In his new book, political science professor Patrick Deneen calls on readers to take a long, hard look at America’s oft-exalted liberal ideology.
Liberalism, as Deneen explains, is rooted in the interplay between a limited but effective government and a free-market economy. But as the wealth gap in American widens, Deneen argues the residents who inhabit this liberal national landscape are losing trust in the ideological system.
Host Frank Stasio speaks with Deneen, an associate professor of political science at the University of Notre Dame, about his latest book “Why Liberalism Failed” (Yale University Press/2018).

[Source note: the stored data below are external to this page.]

//! Execution orchestration across registered backends.

use std::collections::BTreeMap;
use std::sync::Arc;
use std::time::Duration;

use qbridge_hal::{BackendRegistry, ExecutionResult, HalError, HalResult};
use qbridge_ir::Circuit;
use serde::{Deserialize, Serialize};
use tokio::task::JoinSet;
use tracing::{debug, warn};

use crate::compare::{PairComparison, distribution_similarity, pair_key, time_ratio};

/// Default per-backend execution deadline.
pub const DEFAULT_TIMEOUT: Duration = Duration::from_secs(30);

/// Results of a fan-out execution across several backends.
///
/// `results` has one entry per requested backend name, failed entries
/// included, so callers can always see what happened to each request.
#[derive(Debug, Clone, Serialize, Deserialize)]
pub struct MultiBackendResult {
    /// Per-backend outcomes keyed by backend name.
    pub results: BTreeMap<String, ExecutionResult>,
    /// Pairwise agreement between successful backends, keyed `a_vs_b`.
    pub comparisons: BTreeMap<String, PairComparison>,
}

/// Coordinates circuit execution across the backend registry.
pub struct Orchestrator {
    registry: Arc<BackendRegistry>,
    timeout: Duration,
}

impl Orchestrator {
    /// Create an orchestrator over a registry with the default deadline.
    pub fn new(registry: BackendRegistry) -> Self {
        Self {
            registry: Arc::new(registry),
            timeout: DEFAULT_TIMEOUT,
        }
    }

    /// Override the per-backend execution deadline.
    #[must_use]
    pub fn with_timeout(mut self, timeout: Duration) -> Self {
        self.timeout = timeout;
        self
    }

    /// The registry backing this orchestrator.
    pub fn registry(&self) -> &BackendRegistry {
        &self.registry
    }

    /// Execute a circuit on one named backend.
    ///
    /// Resolution failures (unknown name) are errors; execution failures
    /// come back as a failed [`ExecutionResult`].
    pub async fn execute_single(
        &self,
        backend: &str,
        circuit: &Circuit,
        shots: u64,
    ) -> HalResult<ExecutionResult> {
        let adapter = self.registry.get(backend)?;
        Ok(Self::run_with_deadline(adapter, circuit.clone(), shots, self.timeout).await)
    }

    /// Execute a circuit on every named backend concurrently.
    ///
    /// Every requested name gets an entry in the result, whether it
    /// succeeded, failed, timed out, or was never registered.
    pub async fn execute_multi(
        &self,
        backends: &[String],
        circuit: &Circuit,
        shots: u64,
    ) -> MultiBackendResult {
        let mut tasks = JoinSet::new();
        let mut results = BTreeMap::new();

        for name in backends {
            if results.contains_key(name) {
                continue; // duplicate request
            }
            match self.registry.get(name) {
                Ok(adapter) => {
                    results.insert(name.clone(), None);
                    let circuit = circuit.clone();
                    let timeout = self.timeout;
                    let name = name.clone();
                    tasks.spawn(async move {
                        let result =
                            Self::run_with_deadline(adapter, circuit, shots, timeout).await;
                        (name, result)
                    });
                }
                Err(e) => {
                    warn!(backend = %name, "requested backend is not registered");
                    results.insert(
                        name.clone(),
                        Some(ExecutionResult::failed(name.clone(), shots, 0.0, e.to_string())),
                    );
                }
            }
        }

        while let Some(joined) = tasks.join_next().await {
            match joined {
                Ok((name, result)) => {
                    results.insert(name, Some(result));
                }
                Err(e) => {
                    // Panicked task; without its name we cannot attribute
                    // the failure to a backend, the placeholder covers it.
                    warn!(error = %e, "backend task failed to join");
                }
            }
        }

        let results: BTreeMap<String, ExecutionResult> = results
            .into_iter()
            .map(|(name, result)| {
                let result = result.unwrap_or_else(|| {
                    ExecutionResult::failed(
                        name.clone(),
                        shots,
                        0.0,
                        "backend task aborted".to_string(),
                    )
                });
                (name, result)
            })
            .collect();

        let comparisons = Self::compare_all(&results);
        MultiBackendResult {
            results,
            comparisons,
        }
    }

    async fn run_with_deadline(
        adapter: Arc<dyn qbridge_hal::Adapter>,
        circuit: Circuit,
        shots: u64,
        timeout: Duration,
    ) -> ExecutionResult {
        let name = adapter.name().to_string();
        debug!(backend = %name, shots, "dispatching execution");
        match tokio::time::timeout(timeout, adapter.execute(&circuit, shots)).await {
            Ok(result) => result,
            Err(_) => {
                warn!(backend = %name, ?timeout, "execution timed out");
                ExecutionResult::failed(
                    name.clone(),
                    shots,
                    timeout.as_secs_f64() * 1000.0,
                    HalError::Timeout(name).to_string(),
                )
            }
        }
    }

    /// Pairwise comparisons over the successful results only.
    fn compare_all(
        results: &BTreeMap<String, ExecutionResult>,
    ) -> BTreeMap<String, PairComparison> {
        let successful: Vec<(&String, &ExecutionResult)> =
            results.iter().filter(|(_, r)| r.success).collect();

        let mut comparisons = BTreeMap::new();
        for (i, (name_a, a)) in successful.iter().enumerate() {
            for (name_b, b) in &successful[i + 1..] {
                comparisons.insert(
                    pair_key(name_a, name_b),
                    PairComparison {
                        similarity: distribution_similarity(&a.counts, &b.counts),
                        time_ratio: time_ratio(a.execution_time_ms, b.execution_time_ms),
                    },
                );
            }
        }
        comparisons
    }
}
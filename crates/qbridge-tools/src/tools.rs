//! The tool operations.
//!
//! Each tool takes a typed request and returns a `serde_json::Value`
//! payload. Failures never escape as `Err`: the boundary renders every
//! error into `{"success": false, "error": "..."}` so callers always get a
//! well-formed response.

use serde_json::{Value, json};
use tracing::debug;

use qbridge_bench::{BenchmarkConfig, BenchmarkRunner, CircuitFamily};
use qbridge_exec::{Orchestrator, default_registry};
use qbridge_hal::{CircuitInfo, ExecutionResult};
use qbridge_ir::{Circuit, GateSpec};

use crate::error::{ToolError, ToolResult};
use crate::requests::{
    BenchmarkRequest, CircuitRequest, ExecuteMultiRequest, ExecuteRequest, GhzRequest,
    TemplateRequest,
};

/// The tool surface over an orchestrator.
pub struct Tools {
    orchestrator: Orchestrator,
}

fn error_payload(error: &ToolError) -> Value {
    json!({ "success": false, "error": error.to_string() })
}

fn backend_error_payload(error: &ToolError, backend: &str) -> Value {
    json!({ "success": false, "error": error.to_string(), "backend": backend })
}

/// Render an execution result as a flat response payload.
///
/// Counts and probabilities sit at the top level next to `success` and
/// `backend`; `error` appears only on failed results.
pub fn execution_payload(result: &ExecutionResult) -> Value {
    let mut payload = json!({
        "success": result.success,
        "backend": result.backend,
        "counts": result.counts,
        "probabilities": result.probabilities(),
        "shots": result.shots,
        "execution_time_ms": result.execution_time_ms,
    });
    if let Some(error) = &result.error {
        payload["error"] = json!(error);
    }
    payload
}

impl Tools {
    /// Create the tool surface over an existing orchestrator.
    pub fn new(orchestrator: Orchestrator) -> Self {
        Self { orchestrator }
    }

    /// Create the tool surface with all built-in backends registered.
    pub fn with_default_backends() -> Self {
        Self::new(Orchestrator::new(default_registry()))
    }

    /// The orchestrator backing this surface.
    pub fn orchestrator(&self) -> &Orchestrator {
        &self.orchestrator
    }

    fn build_circuit(num_qubits: u32, gates: &[GateSpec]) -> ToolResult<Circuit> {
        Ok(Circuit::from_specs(num_qubits, gates)?)
    }

    /// Resolve the circuit from exactly one of the two request sources.
    fn circuit_from_source(
        num_qubits: Option<u32>,
        gates: &[GateSpec],
        qasm: Option<&str>,
    ) -> ToolResult<Circuit> {
        match (qasm, num_qubits) {
            (Some(source), None) => Ok(qbridge_qasm::parse(source)?),
            (None, Some(n)) => Self::build_circuit(n, gates),
            (Some(_), Some(_)) => Err(ToolError::Invalid(
                "provide either 'qasm' or 'num_qubits' + 'gates', not both".to_string(),
            )),
            (None, None) => Err(ToolError::Invalid(
                "either 'qasm' or 'num_qubits' is required".to_string(),
            )),
        }
    }

    fn backend_names(&self, requested: Option<Vec<String>>) -> Vec<String> {
        requested.unwrap_or_else(|| self.orchestrator.registry().names())
    }

    // =========================================================================
    // Discovery and circuit construction
    // =========================================================================

    /// List every registered backend with its availability.
    pub fn list_backends(&self) -> Value {
        let descriptors = self.orchestrator.registry().descriptors();
        let available = descriptors.iter().filter(|d| d.available).count();
        let backends: serde_json::Map<String, Value> = descriptors
            .iter()
            .map(|d| {
                (
                    d.name.clone(),
                    json!({
                        "available": d.available,
                        "version": d.version,
                        "description": d.description,
                        "max_qubits": d.max_qubits,
                    }),
                )
            })
            .collect();

        json!({
            "success": true,
            "total_backends": descriptors.len(),
            "available_backends": available,
            "backends": backends,
        })
    }

    /// Validate a circuit description and report its structure.
    pub fn create_circuit(&self, request: CircuitRequest) -> Value {
        match Self::build_circuit(request.num_qubits, &request.gates) {
            Ok(circuit) => json!({
                "success": true,
                "circuit_info": CircuitInfo::from_circuit(&circuit),
            }),
            Err(e) => error_payload(&e),
        }
    }

    /// Serialize a circuit description to QASM 2.0.
    pub fn get_circuit_qasm(&self, request: CircuitRequest) -> Value {
        match Self::build_circuit(request.num_qubits, &request.gates) {
            Ok(circuit) => json!({
                "success": true,
                "qasm": qbridge_qasm::emit(&circuit),
                "circuit_info": CircuitInfo::from_circuit(&circuit),
            }),
            Err(e) => error_payload(&e),
        }
    }

    // =========================================================================
    // Execution
    // =========================================================================

    /// Execute a circuit on one backend.
    pub async fn execute_circuit(&self, request: ExecuteRequest) -> Value {
        let outcome = async {
            let circuit = Self::circuit_from_source(
                request.num_qubits,
                &request.gates,
                request.qasm.as_deref(),
            )?;
            debug!(backend = %request.backend, "tool execute_circuit");
            let result = self
                .orchestrator
                .execute_single(&request.backend, &circuit, request.shots)
                .await?;
            Ok::<_, ToolError>(execution_payload(&result))
        }
        .await;

        outcome.unwrap_or_else(|e| backend_error_payload(&e, &request.backend))
    }

    /// Execute a circuit on several backends and compare the results.
    pub async fn execute_multi_backend(&self, request: ExecuteMultiRequest) -> Value {
        let circuit = match Self::build_circuit(request.num_qubits, &request.gates) {
            Ok(c) => c,
            Err(e) => return error_payload(&e),
        };
        let backends = self.backend_names(request.backends);
        debug!(backends = backends.len(), "tool execute_multi_backend");

        let outcome = self
            .orchestrator
            .execute_multi(&backends, &circuit, request.shots)
            .await;

        let results: serde_json::Map<String, Value> = outcome
            .results
            .iter()
            .map(|(name, result)| (name.clone(), execution_payload(result)))
            .collect();

        json!({
            "success": outcome.results.values().any(|r| r.success),
            "results": results,
            "comparison": outcome.comparisons,
        })
    }

    // =========================================================================
    // Prebuilt demonstrations
    // =========================================================================

    async fn run_template(&self, circuit: ToolResult<Circuit>, backend: &str, shots: u64) -> Value {
        let outcome = async {
            let circuit = circuit?;
            let result = self
                .orchestrator
                .execute_single(backend, &circuit, shots)
                .await?;
            Ok::<_, ToolError>(execution_payload(&result))
        }
        .await;

        outcome.unwrap_or_else(|e| backend_error_payload(&e, backend))
    }

    /// Prepare and measure a Bell pair.
    pub async fn create_bell_state(&self, request: TemplateRequest) -> Value {
        self.run_template(
            Circuit::bell().map_err(ToolError::from),
            &request.backend,
            request.shots,
        )
        .await
    }

    /// Prepare and measure a GHZ state.
    pub async fn create_ghz_state(&self, request: GhzRequest) -> Value {
        self.run_template(
            Circuit::ghz(request.num_qubits).map_err(ToolError::from),
            &request.backend,
            request.shots,
        )
        .await
    }

    /// Run the three-qubit teleportation demonstration.
    pub async fn quantum_teleportation(&self, request: TemplateRequest) -> Value {
        self.run_template(
            Circuit::teleportation().map_err(ToolError::from),
            &request.backend,
            request.shots,
        )
        .await
    }

    // =========================================================================
    // Benchmarking
    // =========================================================================

    /// Benchmark a circuit family across backends.
    pub async fn benchmark_backends(&self, request: BenchmarkRequest) -> Value {
        let outcome = async {
            let family: CircuitFamily = request
                .family
                .parse()
                .map_err(ToolError::Invalid)?;
            let config = BenchmarkConfig {
                family,
                num_qubits: request.num_qubits,
                shots: request.shots,
                repeats: request.repeats,
                seed: request.seed,
            };
            // Benchmarking an unavailable backend only measures failure, so
            // the default set is the available backends.
            let backends = request
                .backends
                .unwrap_or_else(|| self.orchestrator.registry().available_names());
            let runner = BenchmarkRunner::new(&self.orchestrator);
            let report = runner.run(&backends, &config).await?;
            Ok::<_, ToolError>(json!({ "success": true, "report": report }))
        }
        .await;

        outcome.unwrap_or_else(|e| error_payload(&e))
    }
}
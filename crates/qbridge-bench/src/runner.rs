//! Benchmark execution across backends.

use std::collections::BTreeMap;

use serde::{Deserialize, Serialize};
use tracing::debug;

use qbridge_exec::Orchestrator;
use qbridge_hal::HalResult;

use crate::family::CircuitFamily;

/// Parameters of one benchmark run.
#[derive(Debug, Clone, Serialize, Deserialize)]
pub struct BenchmarkConfig {
    /// Circuit family to benchmark.
    pub family: CircuitFamily,
    /// Circuit width (ignored by the Bell family).
    pub num_qubits: u32,
    /// Shots per execution.
    pub shots: u64,
    /// Number of repeated executions per backend.
    pub repeats: u32,
    /// Seed for the random family; drawn from entropy when absent.
    pub seed: Option<u64>,
}

impl BenchmarkConfig {
    /// A single-repeat config with default shot count.
    pub fn new(family: CircuitFamily, num_qubits: u32) -> Self {
        Self {
            family,
            num_qubits,
            shots: 1024,
            repeats: 1,
            seed: None,
        }
    }
}

/// Timing statistics over repeated executions, in milliseconds.
#[derive(Debug, Clone, Serialize, Deserialize)]
pub struct TimingSummary {
    pub min_ms: f64,
    pub max_ms: f64,
    pub mean_ms: f64,
    /// Population standard deviation.
    pub stddev_ms: f64,
}

impl TimingSummary {
    /// Summarize a set of timing samples; `None` when empty.
    pub fn from_samples(samples: &[f64]) -> Option<Self> {
        if samples.is_empty() {
            return None;
        }
        let n = samples.len() as f64;
        let mean = samples.iter().sum::<f64>() / n;
        let variance = samples.iter().map(|s| (s - mean).powi(2)).sum::<f64>() / n;
        Some(Self {
            min_ms: samples.iter().copied().fold(f64::INFINITY, f64::min),
            max_ms: samples.iter().copied().fold(f64::NEG_INFINITY, f64::max),
            mean_ms: mean,
            stddev_ms: variance.sqrt(),
        })
    }
}

/// Per-backend benchmark outcome.
#[derive(Debug, Clone, Serialize, Deserialize)]
pub struct BackendBenchmark {
    /// Whether every repeat completed.
    pub success: bool,
    /// Timing over the successful repeats.
    #[serde(skip_serializing_if = "Option::is_none")]
    pub timing: Option<TimingSummary>,
    /// First failure observed, if any.
    #[serde(skip_serializing_if = "Option::is_none")]
    pub error: Option<String>,
}

/// A complete benchmark report.
#[derive(Debug, Clone, Serialize, Deserialize)]
pub struct BenchmarkReport {
    pub family: CircuitFamily,
    pub num_qubits: u32,
    pub shots: u64,
    pub repeats: u32,
    /// The seed actually used, echoed so runs can be reproduced.
    pub seed: u64,
    /// Per-backend outcomes keyed by backend name.
    pub results: BTreeMap<String, BackendBenchmark>,
}

/// Runs one benchmark configuration across a set of backends.
pub struct BenchmarkRunner<'a> {
    orchestrator: &'a Orchestrator,
}

impl<'a> BenchmarkRunner<'a> {
    /// Create a runner over an orchestrator.
    pub fn new(orchestrator: &'a Orchestrator) -> Self {
        Self { orchestrator }
    }

    /// Run the benchmark on each named backend sequentially.
    ///
    /// Backends run one at a time so timings are not distorted by
    /// contention between simulators.
    pub async fn run(
        &self,
        backends: &[String],
        config: &BenchmarkConfig,
    ) -> HalResult<BenchmarkReport> {
        let seed = config.seed.unwrap_or_else(rand::random);
        let circuit = config.family.build(config.num_qubits, seed)?;
        let repeats = config.repeats.max(1);
        debug!(family = ?config.family, seed, repeats, "starting benchmark");

        let mut results = BTreeMap::new();
        for backend in backends {
            let mut samples = Vec::with_capacity(repeats as usize);
            let mut first_error = None;

            for _ in 0..repeats {
                match self
                    .orchestrator
                    .execute_single(backend, &circuit, config.shots)
                    .await
                {
                    Ok(result) if result.success => samples.push(result.execution_time_ms),
                    Ok(result) => {
                        first_error.get_or_insert_with(|| {
                            result.error.unwrap_or_else(|| "execution failed".to_string())
                        });
                    }
                    Err(e) => {
                        first_error.get_or_insert_with(|| e.to_string());
                    }
                }
            }

            results.insert(
                backend.clone(),
                BackendBenchmark {
                    success: first_error.is_none(),
                    timing: TimingSummary::from_samples(&samples),
                    error: first_error,
                },
            );
        }

        Ok(BenchmarkReport {
            family: config.family,
            num_qubits: config.num_qubits,
            shots: config.shots,
            repeats,
            seed,
            results,
        })
    }
}

#[cfg(test)]
mod tests {
    use super::*;
    use std::sync::Arc;

    use qbridge_adapter_statevec::StatevectorAdapter;
    use qbridge_adapter_tableau::TableauAdapter;
    use qbridge_hal::BackendRegistry;

    fn orchestrator() -> Orchestrator {
        let mut registry = BackendRegistry::new();
        registry.register(Arc::new(StatevectorAdapter::with_seed(1)));
        registry.register(Arc::new(TableauAdapter::with_seed(2)));
        Orchestrator::new(registry)
    }

    #[test]
    fn test_timing_summary() {
        let summary = TimingSummary::from_samples(&[1.0, 2.0, 3.0]).unwrap();
        assert_eq!(summary.min_ms, 1.0);
        assert_eq!(summary.max_ms, 3.0);
        assert_eq!(summary.mean_ms, 2.0);
        assert!((summary.stddev_ms - (2.0f64 / 3.0).sqrt()).abs() < 1e-12);
    }

    #[test]
    fn test_timing_summary_empty() {
        assert!(TimingSummary::from_samples(&[]).is_none());
    }

    #[tokio::test]
    async fn test_bell_benchmark() {
        let orch = orchestrator();
        let runner = BenchmarkRunner::new(&orch);
        let config = BenchmarkConfig {
            repeats: 3,
            shots: 100,
            ..BenchmarkConfig::new(CircuitFamily::Bell, 2)
        };
        let backends = vec!["statevector".to_string(), "tableau".to_string()];
        let report = runner.run(&backends, &config).await.unwrap();

        assert_eq!(report.repeats, 3);
        assert_eq!(report.results.len(), 2);
        for (name, result) in &report.results {
            assert!(result.success, "{name} failed: {:?}", result.error);
            assert!(result.timing.is_some());
        }
    }

    #[tokio::test]
    async fn test_seed_echoed() {
        let orch = orchestrator();
        let runner = BenchmarkRunner::new(&orch);
        let config = BenchmarkConfig {
            seed: Some(77),
            shots: 10,
            ..BenchmarkConfig::new(CircuitFamily::Random, 3)
        };
        let report = runner
            .run(&["statevector".to_string()], &config)
            .await
            .unwrap();
        assert_eq!(report.seed, 77);
    }

    #[tokio::test]
    async fn test_random_family_fails_on_clifford_backend() {
        // Random circuits include T and rotations, which tableau rejects.
        // Seed chosen so the generated circuit contains a non-Clifford gate.
        let orch = orchestrator();
        let runner = BenchmarkRunner::new(&orch);
        let config = BenchmarkConfig {
            seed: Some(4),
            shots: 10,
            ..BenchmarkConfig::new(CircuitFamily::Random, 4)
        };
        let report = runner
            .run(&["tableau".to_string()], &config)
            .await
            .unwrap();
        let result = &report.results["tableau"];
        // 16 single-qubit draws at seed 4 are overwhelmingly likely to
        // include t/rx/rz; if not, the run simply succeeds.
        if !result.success {
            assert!(result.error.as_deref().unwrap_or("").contains("support"));
        }
    }
}
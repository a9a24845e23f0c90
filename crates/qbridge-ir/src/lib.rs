//! Canonical circuit representation for qbridge.
//!
//! Every backend adapter consumes circuits expressed in this one IR, so a
//! circuit built once can be translated to any registered backend. The IR is
//! intentionally small: a closed gate set, measurements, and nothing else.
//!
//! # Core Components
//!
//! - **Identifiers**: [`QubitId`], [`ClbitId`] for addressing quantum and
//!   classical bits
//! - **Gates**: [`Gate`] for the closed supported set, [`GateSpec`] for the
//!   wire format tool callers send
//! - **Instructions**: [`Instruction`] combining gates with their operands
//! - **Circuit**: [`CircuitBuilder`] validates as you build; [`Circuit`] is
//!   the immutable result
//!
//! # Example: Building a Bell State
//!
//! ```rust
//! use qbridge_ir::{Circuit, CircuitBuilder};
//!
//! let mut builder = CircuitBuilder::new(2).unwrap();
//! builder.h(0).unwrap();
//! builder.cx(0, 1).unwrap();
//! let circuit = builder.build();
//!
//! assert_eq!(circuit.num_qubits(), 2);
//! assert_eq!(circuit.depth(), 2);
//!
//! // Or use the prebuilt template.
//! assert_eq!(circuit, Circuit::bell().unwrap());
//! ```
//!
//! # Supported Gates
//!
//! | Gate | Qubits | Description |
//! |------|--------|-------------|
//! | `h` | 1 | Hadamard gate |
//! | `x`, `y`, `z` | 1 | Pauli gates |
//! | `s`, `t` | 1 | Phase gates |
//! | `rx`, `ry`, `rz` | 1 | Rotation gates (one angle parameter) |
//! | `cx` | 2 | Controlled-NOT (alias: `cnot`) |
//! | `cz` | 2 | Controlled-Z |
//! | `swap` | 2 | SWAP gate |
//! | `ccx` | 3 | Toffoli gate (alias: `toffoli`) |

pub mod circuit;
pub mod error;
pub mod gate;
pub mod instruction;
pub mod qubit;

pub use circuit::{Circuit, CircuitBuilder};
pub use error::{IrError, IrResult};
pub use gate::{Gate, GateSpec};
pub use instruction::{Instruction, InstructionKind};
pub use qubit::{ClbitId, QubitId};
//! Execution orchestration for qbridge.
//!
//! The [`Orchestrator`] dispatches circuits to registered backends,
//! enforces per-backend deadlines, fans out multi-backend runs
//! concurrently, and computes pairwise agreement between the successful
//! results.

pub mod compare;
pub mod orchestrator;
pub mod registry;

pub use compare::{PairComparison, distribution_similarity, pair_key, time_ratio};
pub use orchestrator::{DEFAULT_TIMEOUT, MultiBackendResult, Orchestrator};
pub use registry::default_registry;
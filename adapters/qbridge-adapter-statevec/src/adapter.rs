//! Statevector backend adapter.

use std::f64::consts::{FRAC_PI_2, FRAC_PI_4};

use async_trait::async_trait;
use qbridge_hal::{Adapter, Counts, HalError, HalResult, outcome_to_bitstring, remap_outcome};
use qbridge_ir::{Circuit, Gate};
use rand::rngs::SmallRng;
use rand::{Rng, SeedableRng};
use tracing::debug;

use crate::statevector::Statevector;

/// Largest circuit width the dense simulator accepts (16 MiB of amplitudes).
pub const MAX_QUBITS: u32 = 20;

/// A single kernel operation in the simulator's native program form.
#[derive(Debug, Clone, Copy, PartialEq)]
pub enum SvOp {
    X(usize),
    Y(usize),
    Z(usize),
    H(usize),
    /// Phase shift on |1>. S and T lower to this.
    Phase(usize, f64),
    Rx(usize, f64),
    Ry(usize, f64),
    Rz(usize, f64),
    Cx(usize, usize),
    Cz(usize, usize),
    Swap(usize, usize),
    Ccx(usize, usize, usize),
}

/// Dense statevector simulator backend.
pub struct StatevectorAdapter {
    seed: Option<u64>,
}

impl StatevectorAdapter {
    /// Create an adapter sampling from entropy.
    pub fn new() -> Self {
        Self { seed: None }
    }

    /// Create an adapter with a fixed sampling seed.
    pub fn with_seed(seed: u64) -> Self {
        Self { seed: Some(seed) }
    }

    /// Translate a circuit into the simulator's kernel program.
    ///
    /// Total over the supported gate set: every gate in the vocabulary has
    /// a kernel, with S and T lowered to phase shifts.
    pub fn translate(circuit: &Circuit) -> Vec<SvOp> {
        circuit
            .gates()
            .map(|(gate, qubits)| {
                let q: Vec<usize> = qubits.iter().map(|q| q.index()).collect();
                match *gate {
                    Gate::H => SvOp::H(q[0]),
                    Gate::X => SvOp::X(q[0]),
                    Gate::Y => SvOp::Y(q[0]),
                    Gate::Z => SvOp::Z(q[0]),
                    Gate::S => SvOp::Phase(q[0], FRAC_PI_2),
                    Gate::T => SvOp::Phase(q[0], FRAC_PI_4),
                    Gate::Rx(theta) => SvOp::Rx(q[0], theta),
                    Gate::Ry(theta) => SvOp::Ry(q[0], theta),
                    Gate::Rz(theta) => SvOp::Rz(q[0], theta),
                    Gate::Cx => SvOp::Cx(q[0], q[1]),
                    Gate::Cz => SvOp::Cz(q[0], q[1]),
                    Gate::Swap => SvOp::Swap(q[0], q[1]),
                    Gate::Ccx => SvOp::Ccx(q[0], q[1], q[2]),
                }
            })
            .collect()
    }

    fn apply(state: &mut Statevector, op: SvOp) {
        match op {
            SvOp::X(q) => state.apply_x(q),
            SvOp::Y(q) => state.apply_y(q),
            SvOp::Z(q) => state.apply_z(q),
            SvOp::H(q) => state.apply_h(q),
            SvOp::Phase(q, theta) => state.apply_phase(q, theta),
            SvOp::Rx(q, theta) => state.apply_rx(q, theta),
            SvOp::Ry(q, theta) => state.apply_ry(q, theta),
            SvOp::Rz(q, theta) => state.apply_rz(q, theta),
            SvOp::Cx(c, t) => state.apply_cx(c, t),
            SvOp::Cz(c, t) => state.apply_cz(c, t),
            SvOp::Swap(a, b) => state.apply_swap(a, b),
            SvOp::Ccx(c1, c2, t) => state.apply_ccx(c1, c2, t),
        }
    }

    fn simulate(circuit: &Circuit, shots: u64, seed: Option<u64>) -> Counts {
        let program = Self::translate(circuit);
        debug!(ops = program.len(), "running statevector program");

        let mut state = Statevector::new(circuit.num_qubits());
        for op in program {
            Self::apply(&mut state, op);
        }

        let probs = state.probabilities();
        let mut cumulative = Vec::with_capacity(probs.len());
        let mut acc = 0.0;
        for p in &probs {
            acc += p;
            cumulative.push(acc);
        }

        let mut rng = match seed {
            Some(s) => SmallRng::seed_from_u64(s),
            None => SmallRng::from_entropy(),
        };

        let map = circuit.measurement_map();
        let width = circuit.num_clbits();
        let mut counts = Counts::new();
        for _ in 0..shots {
            let r: f64 = rng.gen_range(0.0..acc.max(f64::MIN_POSITIVE));
            let outcome = cumulative.partition_point(|&c| c <= r);
            let outcome = outcome.min(probs.len() - 1);
            let remapped = remap_outcome(outcome, &map);
            counts.record(outcome_to_bitstring(remapped, width));
        }
        counts
    }
}

impl Default for StatevectorAdapter {
    fn default() -> Self {
        Self::new()
    }
}

#[async_trait]
impl Adapter for StatevectorAdapter {
    fn name(&self) -> &str {
        "statevector"
    }

    fn description(&self) -> &str {
        "Dense statevector simulator (exact amplitudes, sampled readout)"
    }

    fn max_qubits(&self) -> u32 {
        MAX_QUBITS
    }

    fn is_available(&self) -> bool {
        true
    }

    async fn run(&self, circuit: &Circuit, shots: u64) -> HalResult<Counts> {
        let circuit = circuit.clone();
        let seed = self.seed;
        tokio::task::spawn_blocking(move || Self::simulate(&circuit, shots, seed))
            .await
            .map_err(|e| HalError::Execution(format!("simulation task failed: {e}")))
    }
}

He speaks at Duke’s Kenan Institute for Ethics in Durham on Thursday, Sept. 27 at 4 p.m
Interview Highlights
Patrick Deneen on the expiration of a political ideology:
The author that maybe inspired me the most was [a] Frenchman, Alexis de Tocqueville, who wrote "Democracy in America" who made the observation that I'm really just kind of stealing that every regime has a kind of built-in expiration date. And more often than not, the expiration date is not when the regime, the political order, ceases to be true to itself … It becomes most fully and completely true to itself when it embodies its core principles.
On what liberalism is all about:
It has an emanation in the French revolution. It certainly has its form in the American order and more broadly in the liberal west today. And its ideology is really the liberation of the individual from kind of what are seen as arbitrary relationships: bonds, restraints, restrictions, associations and so forth. And that the more successful we are in that effort, the more it results in a kind of evaporation of civic and political bonds.
On the predicted demise of relationships under liberalism:
To revert again to Alexis de Tocqueville, Tocqueville really saw all this when he was writing about America in the 1830s and 1840s. What he saw was that democracy would have this powerful tendency both toward individualism and to replacing these kinds of relationships with depersonalized mechanisms. And the two depersonalized mechanisms that he saw in particular was the centralized state and the market ... And that these two depersonalized mechanisms of our relationships would sort of absorb all of what had been the sinews of democracy.
This program originally aired on October 27, 2018.